隠キャボッチの俺が、金髪碧眼・巨乳で陽キャな学校で一番可愛い『花守 花音』さんに懐かれました〜俺、いつものようにソロキャンプしてただけなんですけど〜
第38話 次のキャンプをする前に、乗り越えなければならない壁!
第38話 次のキャンプをする前に、乗り越えなければならない壁!
ーー自分を少しずつでも良いので、変えようと思った。
いつまでも、中学のあの時のことを引きずっているわけには行かない。
そこで、
「お、お、おはよう! 花守さんっ! 種田さん!」
「ーーっ!?」
登校時、種田さんと一緒にいた花音に、思いきって挨拶を投げかけてみた。
一応、先日のスノーパークランドで、俺と花音は、樹を通じて一緒にキャンプをしたことになっているし、こうして声をかけても問題はないはず。
しかし、さすがに"花音"と名前を呼ぶわけには行かず、学校ではまず"花守さん"からスタートだった。
「あ、お、おはよ葵……こ、香月くんっ!」
花音は随分と俺のことがわかってくれているようで、そうわざわざ言い直してくれた。
驚きの中にも、ちょっとだけ嬉しそうな雰囲気が感じられる。
「あ、どうも……」
対して種田さんは、花音の影に隠れつつ、猫のような目で俺のことを睨んでいた。
なんか、ちょっと髪の毛が逆立っているように見えるのは気のせいだろうか……?
「そ、それじゃ!」
しかしこれ以上はまだ無理だった。
なにせ学校での人気者、花守 花音へ、ボッチで有名な俺がいきなり挨拶をなげかけたのだ。

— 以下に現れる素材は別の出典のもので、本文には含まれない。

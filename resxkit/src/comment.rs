//! Metadata tokens embedded in resource comments.
//!
//! A comment may carry `@Invariant`, `@State(New|NeedsReview|Approved)` and any number of
//! `@MutedRule(Id)` tokens in front of its free text. Tokens are stripped when parsing and
//! written back first, so the free text itself survives untouched.

use std::{
    collections::BTreeSet,
    fmt::{Display, Formatter},
    str::FromStr,
};

use lazy_static::lazy_static;
use regex::{Captures, Regex};
use serde::{Deserialize, Serialize};

use crate::error::Error;

const INVARIANT_TOKEN: &str = "@Invariant";

lazy_static! {
    static ref TOKEN_REGEX: Regex =
        Regex::new(r"\B@Invariant\b\s?|\B@State\((\w*)\)\s?|\B@MutedRule\((\w*)\)\s?")
            .unwrap();
}

/// Review state of one translation.
#[derive(Debug, Clone, Copy, PartialEq, Eq, Hash, Serialize, Deserialize)]
pub enum TranslationState {
    New,
    NeedsReview,
    Approved,
}

impl Display for TranslationState {
    fn fmt(&self, f: &mut Formatter<'_>) -> std::fmt::Result {
        match self {
            TranslationState::New => write!(f, "New"),
            TranslationState::NeedsReview => write!(f, "NeedsReview"),
            TranslationState::Approved => write!(f, "Approved"),
        }
    }
}

impl FromStr for TranslationState {
    type Err = Error;

    fn from_str(s: &str) -> Result<Self, Self::Err> {
        match s {
            "New" => Ok(TranslationState::New),
            "NeedsReview" => Ok(TranslationState::NeedsReview),
            "Approved" => Ok(TranslationState::Approved),
            other => Err(Error::DataMismatch(format!(
                "unknown translation state `{}`",
                other
            ))),
        }
    }
}

/// Parsed form of a resource comment.
#[derive(Debug, Clone, PartialEq, Eq, Default)]
pub struct CommentMetadata {
    /// Free text with all recognized tokens removed.
    pub text: String,
    pub is_invariant: bool,
    pub translation_state: Option<TranslationState>,
    pub muted_rules: BTreeSet<String>,
}

impl CommentMetadata {
    pub fn parse(comment: &str) -> Self {
        let mut metadata = CommentMetadata::default();
        let text = TOKEN_REGEX.replace_all(comment, |caps: &Captures| {
            if let Some(state) = caps.get(1) {
                match state.as_str().parse() {
                    Ok(state) => metadata.translation_state = Some(state),
                    // Unknown states stay part of the text.
                    Err(_) => return caps[0].to_string(),
                }
            } else if let Some(rule) = caps.get(2) {
                if rule.as_str().is_empty() {
                    return caps[0].to_string();
                }
                metadata.muted_rules.insert(rule.as_str().to_string());
            } else {
                metadata.is_invariant = true;
            }
            String::new()
        });
        metadata.text = text.into_owned();
        metadata
    }

    pub fn has_tokens(&self) -> bool {
        self.is_invariant || self.translation_state.is_some() || !self.muted_rules.is_empty()
    }

    /// Writes the tokens followed by the free text.
    pub fn serialize(&self) -> String {
        let mut tokens = Vec::new();
        if self.is_invariant {
            tokens.push(INVARIANT_TOKEN.to_string());
        }
        if let Some(state) = self.translation_state {
            tokens.push(format!("@State({})", state));
        }
        for rule in &self.muted_rules {
            tokens.push(format!("@MutedRule({})", rule));
        }

        if tokens.is_empty() {
            return self.text.clone();
        }
        let mut out = tokens.join(" ");
        if !self.text.is_empty() {
            out.push(' ');
            out.push_str(&self.text);
        }
        out
    }

    pub fn is_rule_muted(&self, rule_id: &str) -> bool {
        self.muted_rules.contains(rule_id)
    }
}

周りからは"なにごとか?"的な視線が、俺に集まっていたからだ。
特に袴田くんからは、なんだか強い視線を感じる……。
……まだこうした好奇の視線が怖い。目立ちたくない……でも、徐々にこれを乗り越えなければならないと思う。
ーーそうしていつも通り授業をうけ、昼になり職員用喫煙所跡地で、待っていると……
「葵くーんっ!」
ニコニコ笑顔で、もの凄く嬉しそうな花音が、胸をばいんばいんと揺らしながらこちらへ近づいてきている。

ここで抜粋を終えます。